Thursday, August 30, 2007

D is for Due Diligence

Welcome to part four of my A-Z journey through real estate. Of course, this isn't a definitive glossary of real estate terminology, techniques, strategies or idea, but rather just a few answers to questions. Of course, for every question that gets answered, at least one new question is raised. I guess that makes it like most everything else.

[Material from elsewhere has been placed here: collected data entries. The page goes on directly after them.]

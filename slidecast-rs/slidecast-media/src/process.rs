use std::path::{Path, PathBuf};
use std::process::Stdio;
use thiserror::Error;
use tokio::process::Command;
use tracing::debug;

const STDERR_TAIL_LINES: usize = 20;

/// Failure of an external media tool invocation.
#[derive(Debug, Error)]
pub enum ToolError {
    #[error("failed to start `{program}`: {source}")]
    Spawn {
        program: String,
        #[source]
        source: std::io::Error,
    },
    #[error("`{program}` exited with {status}:\n{stderr}")]
    Failed {
        program: String,
        status: String,
        stderr: String,
    },
    #[error("`{program}` finished but did not produce {path}")]
    MissingOutput { program: String, path: PathBuf },
}

/// Run `program` in `working_dir` and check that it produced `expected_output`.
pub(crate) async fn run_tool(
    program: &str,
    args: &[String],
    working_dir: &Path,
    expected_output: &Path,
) -> Result<(), ToolError> {
    debug!(program, ?args, dir = %working_dir.display(), "running media tool");

    let output = Command::new(program)
        .args(args)
        .current_dir(working_dir)
        .stdin(Stdio::null())
        .stdout(Stdio::piped())
        .stderr(Stdio::piped())
        .kill_on_drop(true)
        .output()
        .await
        .map_err(|source| ToolError::Spawn {
            program: program.to_string(),
            source,
        })?;

    if !output.status.success() {
        return Err(ToolError::Failed {
            program: program.to_string(),
            status: output.status.to_string(),
            stderr: stderr_tail(&output.stderr),
        });
    }

    if !working_dir.join(expected_output).is_file() {
        return Err(ToolError::MissingOutput {
            program: program.to_string(),
            path: working_dir.join(expected_output),
        });
    }

    Ok(())
}

fn stderr_tail(stderr: &[u8]) -> String {
    let text = String::from_utf8_lossy(stderr);
    let lines: Vec<&str> = text.lines().collect();
    let start = lines.len().saturating_sub(STDERR_TAIL_LINES);
    lines[start..].join("\n")
}

/// Escape a value for use inside an ffmpeg filter option.
pub(crate) fn escape_filter_value(value: &str) -> String {
    let mut escaped = String::with_capacity(value.len());
    for ch in value.chars() {
        if matches!(ch, '\\' | ':' | '\'' | ',' | ';' | '[' | ']') {
            escaped.push('\\');
        }
        escaped.push(ch);
    }
    escaped
}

Which brings me right back to Due Diligence. Simply put, Due Diligence is the process of gathering needed information about a property. Some of the information is volunteered, for instance the Seller's Disclosure. Here in GA, the sellers are required to disclose any defects of which they are aware, as well as past defects which may have been corrected. The beginning of the Due Diligence process would include reading the Seller's Disclosure to see if there is anything striking and/or disturbing. Keep in mind that if the seller properly discloses a property defect, the buyer is buying the property with knowledge that defect exists. If the seller were to not include a defect that is known to them to have existed on the property, they could still be liable to correct that defect, even after the sale of the property is executed.

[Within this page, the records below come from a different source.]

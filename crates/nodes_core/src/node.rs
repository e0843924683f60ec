/// One node resource as the console displays it.
///
/// This is the display projection of an operator API resource. The collection
/// arrives from the engine already sorted most-recently-created first; the
/// core preserves that order and never mutates a resource in place.
#[derive(Debug, Clone, PartialEq, Eq)]
pub struct NodeResource {
    pub id: String,
    pub name: String,
    pub evm_chain_id: String,
    /// Creation timestamp, pre-formatted for display.
    pub created_at: String,
}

The usual next step in the process of performing Due Diligence would be to have the property inspected by a certified. professional, competent home inspector. There may be issues which the sellers are not aware, or there may be issue which the sellers are knowingly hiding. The inspector's job is to locate these, and inform the buyer of their existence. In some cases, further inspection by a specialist might also be called for. A HVAC technician, electrician, or engineer might need to look at situations beyond the scope of a standard inspection. These specialists might employ techniques and technology not available to a regualr home inspector. Also, the vast majority of the time, an additional inspection needs to be performed to search out wood destroying organisms. These "termite inspections" (which look for a lot more than just termites) are usually required by banks if there is financing, and always a good idea.

Depending on the expected future use of the property, proper Due Diligence might also include checking county records to determine if a proposed use will be allowable. If one wants to convert the property to another type of zoning, or wishes to expand the living space, or add an addition, there might be restrictions from the city, county or subdivision. It is the responsibility of the buyer to determine this during their Due Diligence Period in the contract, if not before entering the contract. If there is a HOA (Home Owner's Association) or other governing board for the community, it is also the buyer's responsibility to get a copy of their Covenants, Conditions and Restrictions (CC&Rs) to review during this same period.

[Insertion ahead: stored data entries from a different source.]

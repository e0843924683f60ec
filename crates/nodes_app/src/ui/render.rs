//! Plain-text rendering of the console view model.

use nodes_core::AppViewModel;

/// Renders one full frame for the view model.
///
/// The loading placeholder, the error banner, and the node table are
/// mutually exclusive. The search prompt closes the frame unless the
/// console is shutting down.
pub fn render(view: &AppViewModel) -> String {
    let mut out = String::new();

    out.push_str("\n== Nodes ==\n");

    if view.loading {
        out.push_str("Loading nodes...\n");
    } else if let Some(error) = &view.error {
        out.push_str(&format!("Error fetching nodes: {error}\n"));
    } else {
        render_table(&mut out, view);
    }

    if view.closing {
        out.push_str("Bye.\n");
    } else if view.search.trim().is_empty() {
        out.push_str("Search nodes (:q quits)> ");
    } else {
        out.push_str(&format!("Search nodes (:q quits) [{}]> ", view.search.trim()));
    }

    out
}

fn render_table(out: &mut String, view: &AppViewModel) {
    if view.rows.is_empty() {
        out.push_str("No matching nodes.\n");
    } else {
        let id_width = width_of("ID", view.rows.iter().map(|row| row.id.as_str()));
        let name_width = width_of("NAME", view.rows.iter().map(|row| row.name.as_str()));
        let chain_width = width_of("CHAIN", view.rows.iter().map(|row| row.evm_chain_id.as_str()));

        out.push_str(&format!(
            "{:<id_width$}  {:<name_width$}  {:<chain_width$}  CREATED\n",
            "ID", "NAME", "CHAIN"
        ));
        for row in &view.rows {
            out.push_str(&format!(
                "{:<id_width$}  {:<name_width$}  {:<chain_width$}  {}\n",
                row.id, row.name, row.evm_chain_id, row.created_at
            ));
        }
    }

    out.push_str(&format!("{} of {} nodes\n", view.rows.len(), view.total));
}

fn width_of<'a>(header: &str, values: impl Iterator<Item = &'a str>) -> usize {
    values.map(str::len).fold(header.len(), usize::max)
}

#[cfg(test)]
mod tests {
    use super::*;
    use nodes_core::NodeRowView;

    fn row(id: &str, name: &str, chain: &str, created_at: &str) -> NodeRowView {
        NodeRowView {
            id: id.to_string(),
            name: name.to_string(),
            evm_chain_id: chain.to_string(),
            created_at: created_at.to_string(),
        }
    }

    #[test]
    fn loading_frame_has_placeholder_only() {
        let view = AppViewModel {
            loading: true,
            ..AppViewModel::default()
        };

        let frame = render(&view);
        assert!(frame.contains("Loading nodes..."));
        assert!(!frame.contains("Error"));
        assert!(!frame.contains("of 0 nodes"));
    }

    #[test]
    fn error_frame_suppresses_table() {
        let view = AppViewModel {
            error: Some("http status 500: 500 Internal Server Error".to_string()),
            ..AppViewModel::default()
        };

        let frame = render(&view);
        assert!(frame.contains("Error fetching nodes: http status 500"));
        assert!(!frame.contains("Loading"));
        assert!(!frame.contains("CREATED"));
    }

    #[test]
    fn loaded_frame_lists_rows_in_order_with_counts() {
        let view = AppViewModel {
            rows: vec![
                row("b2", "Node B", "137", "2023-06-01 00:00:00 UTC"),
                row("a1", "Node A", "1", "2023-01-01 00:00:00 UTC"),
            ],
            total: 3,
            ..AppViewModel::default()
        };

        let frame = render(&view);
        let b2 = frame.find("b2").expect("b2 shown");
        let a1 = frame.find("a1").expect("a1 shown");
        assert!(b2 < a1);
        assert!(frame.contains("2 of 3 nodes"));
    }

    #[test]
    fn empty_match_still_shows_counts() {
        let view = AppViewModel {
            search: "zzz".to_string(),
            rows: Vec::new(),
            total: 3,
            ..AppViewModel::default()
        };

        let frame = render(&view);
        assert!(frame.contains("No matching nodes."));
        assert!(frame.contains("0 of 3 nodes"));
        assert!(frame.contains("[zzz]"));
    }
}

There may be many other questions which would need to be answered during the Due Diligence Period of the contract. Generally, finding these answers are the responsibility of the buyer and/or their agent.

There is one item which ISN'T done by the buyer or their agent, but is done on their behalf. That is the title search. It is performed by (or for) the closing attorney, on behalf of the seller and their mortgage company. The buyer generally pays for the mortgage company's premium for the resulting title insurance. I would add, that the buyer should almost always also pay for additional title insurance to cover themselves if a title problem arises. Problems are rare, but could be devastating.